Fondée à la fin du VIIe siècle, l’abbaye de Mozac, en Auvergne près de Riom, fut autrefois une grande abbaye. 

Vers le milieu du XVe siècle, suite à des tremblements de terre, le chevet, le transept et les parties hautes de la nef furent détruits. Pour autant, Mozac est un lieu encore envoûtant, par les chapiteaux de la nef d’abord, dont le style poétique et presque naïf mêle avec un bonheur intense l’univers végétal et animal. Par les chapiteaux de l’ancien chœur surtout : trois ont été retrouvés et disposés à hauteur d’homme. 

C’est une sensation particulière d’approcher ces pierres si admirablement sculptées : les Femmes au tombeau du chapiteau de la Résurrection comptent parmi les plus beaux visages romans, au plus extrême de la joie et de la douleur. 

Dans le chœur est placé le chapiteau retrouvé en 1983 : quatre anges tiennent quatre figures humaines, symboles des vents. Là aussi, le murmure apaisé des courbes renvoie, de regard en regard, au mouvement, comme une insondable quête de sens.

 

«J’ai vu quatre anges aux quatre coins de la terre. Ils tenaient les quatre vents de la terre pour que ne souffle pas de vent sur la terre ni sur la mer ni sur aucun arbre.»

Apocalypse de Jean, 7, 1


C’est un midi d’été et de chaleur opaque, et c’est après une longue errance dans la ville, on avance à pas lents dans une église désarticulée. 
Ici, la terre en colère a détruit en tremblant l’œuvre des hommes. 
Les pierres romanes étreignent le cœur ici peut-être plus qu’ailleurs, pas un instant le regard ne va jusqu'à son terme, de la nef entr’ouverte à ce sentiment de chaos que la fraîcheur retrouvée n’apaise pas.

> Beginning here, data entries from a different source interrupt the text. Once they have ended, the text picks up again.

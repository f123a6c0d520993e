//! Static retrieval path and page metadata extraction

use std::time::{Duration, Instant};

use url::Url;

use crate::ScrapeConfig;
use crate::dom::{PageDom, sel};
use crate::error::FetchError;
use crate::model::PageMeta;

/// Outcome of a successful static fetch: the noise-filtered DOM plus
/// retrieval metadata. The base URL is the final URL after redirects.
pub struct StaticPage {
    pub dom: PageDom,
    pub status: u16,
    pub elapsed: Duration,
}

/// Fetch and parse a page without executing scripts. Non-2xx statuses are
/// failures here; the strategy selector turns them into render escalation.
pub async fn fetch_static(
    client: &reqwest::Client,
    url: &Url,
    cfg: &ScrapeConfig,
) -> Result<StaticPage, FetchError> {
    let started = Instant::now();
    let response = client
        .get(url.clone())
        .timeout(Duration::from_secs(cfg.static_timeout_secs))
        .send()
        .await
        .map_err(|e| {
            if e.is_timeout() {
                FetchError::Timeout(cfg.static_timeout_secs)
            } else {
                e.into()
            }
        })?;

    let status = response.status();
    if !status.is_success() {
        return Err(FetchError::Status(status.as_u16()));
    }

    // Redirects may have moved us; resolve relative URLs against where we
    // actually landed.
    let final_url = response.url().clone();
    let body = response.text().await?;
    let elapsed = started.elapsed();

    tracing::debug!(
        url = %final_url,
        status = status.as_u16(),
        bytes = body.len(),
        ?elapsed,
        "static fetch complete"
    );

    Ok(StaticPage {
        dom: PageDom::parse(&body, final_url, cfg),
        status: status.as_u16(),
        elapsed,
    })
}

/// Pull title/description/language/canonical from a captured page.
/// Missing values stay empty; they are never errors.
pub fn page_meta(dom: &PageDom) -> PageMeta {
    let doc = dom.document();

    let title = doc
        .select(&sel("title"))
        .next()
        .map(|t| crate::utils::sanitize_text(&t.text().collect::<Vec<_>>().join(" ")))
        .unwrap_or_default();

    let description = doc
        .select(&sel(r#"meta[name="description"]"#))
        .next()
        .or_else(|| doc.select(&sel(r#"meta[property="og:description"]"#)).next())
        .and_then(|m| m.value().attr("content"))
        .map(|c| crate::utils::sanitize_text(c))
        .unwrap_or_default();

    let language = doc
        .select(&sel("html"))
        .next()
        .and_then(|h| h.value().attr("lang"))
        .unwrap_or_default()
        .to_string();

    let canonical_url = doc
        .select(&sel(r#"link[rel="canonical"]"#))
        .next()
        .and_then(|l| l.value().attr("href"))
        .and_then(|href| crate::utils::resolve_url(href, dom.base_url()))
        .unwrap_or_default();

    PageMeta {
        title,
        description,
        language,
        canonical_url,
        ..PageMeta::default()
    }
}

#[cfg(test)]
mod tests {
    use super::*;

    fn dom(html: &str) -> PageDom {
        PageDom::parse(
            html,
            Url::parse("https://example.com/a/b").unwrap(),
            &ScrapeConfig::default(),
        )
    }

    #[test]
    fn meta_fields_are_extracted() {
        let dom = dom(
            r#"<html lang="en"><head>
                <title> The  Title </title>
                <meta name="description" content="A description">
                <link rel="canonical" href="/canonical">
               </head><body></body></html>"#,
        );
        let meta = page_meta(&dom);
        assert_eq!(meta.title, "The Title");
        assert_eq!(meta.description, "A description");
        assert_eq!(meta.language, "en");
        assert_eq!(meta.canonical_url, "https://example.com/canonical");
    }

    #[test]
    fn missing_meta_stays_empty() {
        let meta = page_meta(&dom("<body><p>no head to speak of</p></body>"));
        assert_eq!(meta.title, "");
        assert_eq!(meta.description, "");
        assert_eq!(meta.language, "");
        assert_eq!(meta.canonical_url, "");
    }

    #[test]
    fn og_description_is_fallback() {
        let dom = dom(
            r#"<head><meta property="og:description" content="social blurb"></head><body></body>"#,
        );
        assert_eq!(page_meta(&dom).description, "social blurb");
    }
}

Il faut marcher longtemps dans ce lieu, admettre l’incohérence, apprivoiser ces chapiteaux immenses à même le sol, faire un deuil de cette merveille d’architecture pressentie. Gagner en soi l’humble parcours intérieur... 

Alors seulement, dans le chœur, on fera dialogue avec ces vents de l’Apocalypse bâillonnés par les anges. Tout autour, la même scène, différente et recommencée, les visages des hommes, les visages de vent, l’étrange lien des figures : on n’ose toucher ces pierres dont les battements de lumière multiplient la profondeur à l’infini.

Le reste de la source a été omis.